Oh how I wish this was a game about demolishing a decrepit educational establishment. The heady thrill of lining up the wrecking ball, the management sim aspects of ensuring you have at least one worker not on a coffee break at any given time – what’s not to love there? Certainly it would have more to offer than the reality of Old School Destruction.
OSD, as it dubs itself with the pushy jocularity of the maldorous bore regaling you with ‘humorous’ accountancy anecdotes at the bus stop, is sort of a twin-stick shooter. Tell me, what are twin-stick shooters primarily characterised by, other than their use of both sticks? Some form of action, right? Stuff happening? Not here. Those of you who lament modern games’ tendency to include activity need no longer spend your free time sighing wistfully over memories of spending hours watching a broken Pong machine go about its delightfully inanimate business. You now have OSD to fill that gaping chasm in your life.
Things get off to a horrendous start, with the longest loading times in the world. Holy shit. We’re talking Morrowind on original Xbox loading times, here. Long enough for you to make and eat a BLT without encroaching on your play time. In Morrowind it was only barely tolerable on the basis that it was a game intended for PCs, running on a console that cried at the mere thought of trying to load its Jupiter-sized game world. Here, it’s an indie game that certainly doesn’t seem strikingly huge, running on a current-gen console, with visuals that would make a PS1 smirk derisively. The only excuse I can see for this gargantuan loading time is that the developers are frantically stalling in the hope that you will quit before reaching the gameplay, and no one will ever discover their secret shame.
I sat through this lengthy wait, clutching ever more sceptically to the hope that it meant there would be something really impressive coming. Surely if it takes that long to load, it must have a load of content. Well…I don’t know. It might be the longest game on the face of the earth; I played for as long as I could bear to, but I really don’t want to find out how long this abomination lasts.
If it played in some sort of normal, coherent fashion it might be a mediocre and forgettable roaming twin-stick shooter. But it doesn’t. Somehow it manages to mess up this simple control concept. You thought you’d seen some pointless control decisions in these games, right? The ones that require you to pull the trigger to fire in addition to aiming with the stick, for instance? Redundant, certainly. But at least they function. OSD…does not.
Move with the left stick, aim with the right. So far, so good. Unfortunately, that’s the end of the part that makes any sense. You see, the right stick doesn’t control the simple direction of your aim, but instead moves crosshairs around the screen. You aim at an enemy by placing the crosshairs over them. It reminds me a little of Syndicate, in that it would probably be much easier to control with a mouse. Awkward, but not necessarily insurmountable.
But wait. It’s not over.
The reticle sticks like glue to your target. This probably seemed like a clever way to overcome the imprecision of twin-stick aiming, but clearly whoever implemented this system never bothered to actually use it. It’s possible to detach your crosshairs from a target, but it isn’t easy. You chose your target, and now you’re stuck with it unless your aim unglues itself on a passing whim. Like a senile terrier, the reticle latches onto anything that comes near it and won’t let go until you wrench it away with the force of a titan.

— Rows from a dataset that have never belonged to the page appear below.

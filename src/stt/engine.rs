//! Recognition engine abstraction and test double.

use crate::error::{Result, ScribaError};
use std::collections::VecDeque;
use std::sync::atomic::{AtomicBool, Ordering};
use std::sync::{Arc, Mutex};

/// A recognized stretch of speech with its timing within the input audio.
#[derive(Debug, Clone, PartialEq)]
pub struct TimedText {
    pub start_secs: f64,
    pub end_secs: f64,
    pub text: String,
}

impl TimedText {
    pub fn new(start_secs: f64, end_secs: f64, text: impl Into<String>) -> Self {
        Self {
            start_secs,
            end_secs,
            text: text.into(),
        }
    }
}

/// Converts normalized f32 audio samples into timed text.
///
/// Implementations must be safe to call from blocking contexts, and must
/// observe `cancel` during a long recognition pass — a flag set mid-run
/// aborts the pass promptly rather than waiting for it to finish. The flag
/// is shared (`Arc`) so implementations can hand it to abort hooks that
/// outlive the borrow.
pub trait SpeechEngine: Send + Sync {
    fn transcribe(&self, samples: &[f32], cancel: &Arc<AtomicBool>) -> Result<Vec<TimedText>>;

    /// Short model identifier used in output file names.
    fn model_name(&self) -> &str;
}

impl<T: SpeechEngine + ?Sized> SpeechEngine for Arc<T> {
    fn transcribe(&self, samples: &[f32], cancel: &Arc<AtomicBool>) -> Result<Vec<TimedText>> {
        (**self).transcribe(samples, cancel)
    }

    fn model_name(&self) -> &str {
        (**self).model_name()
    }
}

enum MockOutcome {
    Segments(Vec<TimedText>),
    Failure(String),
}

/// Scripted engine for tests: queue outcomes per call, inspect what was fed.
pub struct MockEngine {
    outcomes: Mutex<VecDeque<MockOutcome>>,
    received: Mutex<Vec<usize>>,
    model_name: String,
}

impl MockEngine {
    pub fn new() -> Self {
        Self {
            outcomes: Mutex::new(VecDeque::new()),
            received: Mutex::new(Vec::new()),
            model_name: "mock".to_string(),
        }
    }

    pub fn with_model_name(mut self, name: impl Into<String>) -> Self {
        self.model_name = name.into();
        self
    }

    /// Queue a single-segment response spanning the whole input.
    pub fn push_text(&self, text: &str) {
        self.push_segments(vec![TimedText::new(0.0, 0.0, text)]);
    }

    pub fn push_segments(&self, segments: Vec<TimedText>) {
        self.outcomes
            .lock()
            .expect("mock lock poisoned")
            .push_back(MockOutcome::Segments(segments));
    }

    pub fn push_failure(&self, message: &str) {
        self.outcomes
            .lock()
            .expect("mock lock poisoned")
            .push_back(MockOutcome::Failure(message.to_string()));
    }

    /// Sample counts of every `transcribe` call, in order.
    pub fn received_sample_counts(&self) -> Vec<usize> {
        self.received.lock().expect("mock lock poisoned").clone()
    }

    pub fn call_count(&self) -> usize {
        self.received.lock().expect("mock lock poisoned").len()
    }
}

impl Default for MockEngine {
    fn default() -> Self {
        Self::new()
    }
}

impl SpeechEngine for MockEngine {
    fn transcribe(&self, samples: &[f32], cancel: &Arc<AtomicBool>) -> Result<Vec<TimedText>> {
        self.received.lock().expect("mock lock poisoned").push(samples.len());

        if cancel.load(Ordering::Relaxed) {
            return Ok(Vec::new());
        }

        match self.outcomes.lock().expect("mock lock poisoned").pop_front() {
            Some(MockOutcome::Segments(segments)) => Ok(segments),
            Some(MockOutcome::Failure(message)) => Err(ScribaError::Recognition { message }),
            // Queue exhausted: behave like an engine that heard nothing.
            None => Ok(Vec::new()),
        }
    }

    fn model_name(&self) -> &str {
        &self.model_name
    }
}

#[cfg(test)]
mod tests {
    use super::*;

    #[test]
    fn scripted_outcomes_come_back_in_order() {
        let engine = MockEngine::new();
        engine.push_text("first");
        engine.push_failure("broken");
        engine.push_text("third");

        let cancel = Arc::new(AtomicBool::new(false));
        let first = engine.transcribe(&[0.0; 10], &cancel).unwrap();
        assert_eq!(first[0].text, "first");

        let err = engine.transcribe(&[0.0; 20], &cancel).unwrap_err();
        assert!(matches!(err, ScribaError::Recognition { .. }));

        let third = engine.transcribe(&[0.0; 30], &cancel).unwrap();
        assert_eq!(third[0].text, "third");

        assert_eq!(engine.received_sample_counts(), vec![10, 20, 30]);
    }

    #[test]
    fn exhausted_queue_returns_empty_segments() {
        let engine = MockEngine::new();
        let cancel = Arc::new(AtomicBool::new(false));
        let result = engine.transcribe(&[0.0; 5], &cancel).unwrap();
        assert!(result.is_empty());
    }

    #[test]
    fn cancellation_short_circuits() {
        let engine = MockEngine::new();
        engine.push_text("never seen");
        let cancel = Arc::new(AtomicBool::new(true));
        let result = engine.transcribe(&[0.0; 100], &cancel).unwrap();
        assert!(result.is_empty());
    }

    #[test]
    fn model_name_is_configurable() {
        let engine = MockEngine::new().with_model_name("tiny-en");
        assert_eq!(engine.model_name(), "tiny-en");
    }

    #[test]
    fn engine_works_behind_arc() {
        let engine = Arc::new(MockEngine::new());
        engine.push_text("shared");
        let cancel = Arc::new(AtomicBool::new(false));
        let result = SpeechEngine::transcribe(&engine, &[0.0; 1], &cancel).unwrap();
        assert_eq!(result[0].text, "shared");
    }
}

While OSD doesn’t (or didn’t, in the time I was able to endure it before ruining my controller with my tears) fling screen-filling hordes of enemies at you like most twin-stick shooters, there are often a number of foes attacking at once. These are spawned from generators that need to be destroyed but do eventually stop churning out cannon fodder, like the locust holes in Gears of War. As enemies approach and you manoeuvre to stay clear of them, the wisest choice of target changes from moment to moment. The enemy who was leading the charge is now at the back, while another is almost on top of you. Well, tough shit. Should have thought of that earlier.
Just to rub salty faeces in the septic open wound, the gluey reticle is indecisive. Some enemies sprint straight at you and the game advises you to use a melee attack against them. That’s fine. But when I can see them coming a mile away, surely it’s in my interest to pick a couple off before they reach me? No? If it’s possible to make the crosshairs lock on these runners, I never managed to pull it off. Maybe that’s a conscious design choice. So what we have is either inept programming or poorly considered design. What a treat.
I like games, and I’m pretty forgiving of flaws. There are numerous much-maligned games that I quite enjoy, simply because I’m able to overlook their odd control scheme, their hideous graphics or even their excessive loading. Not this time, though. When I exited the game because I couldn’t take any more, I could feel my face grimacing and I noticed myself making a disgusted ‘urgh’ noise.
Old Scool Adventure is horrible. It has many more flaws than I’ve mentioned here, flaws that would count as serious mark-downs against another game, but here they are actually the high points. The control scheme should have been listed alongside rains of blood and the four horsemen as a sign of the imminent apocalypse. Even in the supremely unlikely event that you’re willing and able to keep playing OSD through your torrent of tears and sporadic retching fits, I can’t see anyone repeatedly sitting through a loading process that lasts longer than the complete run of the X Files.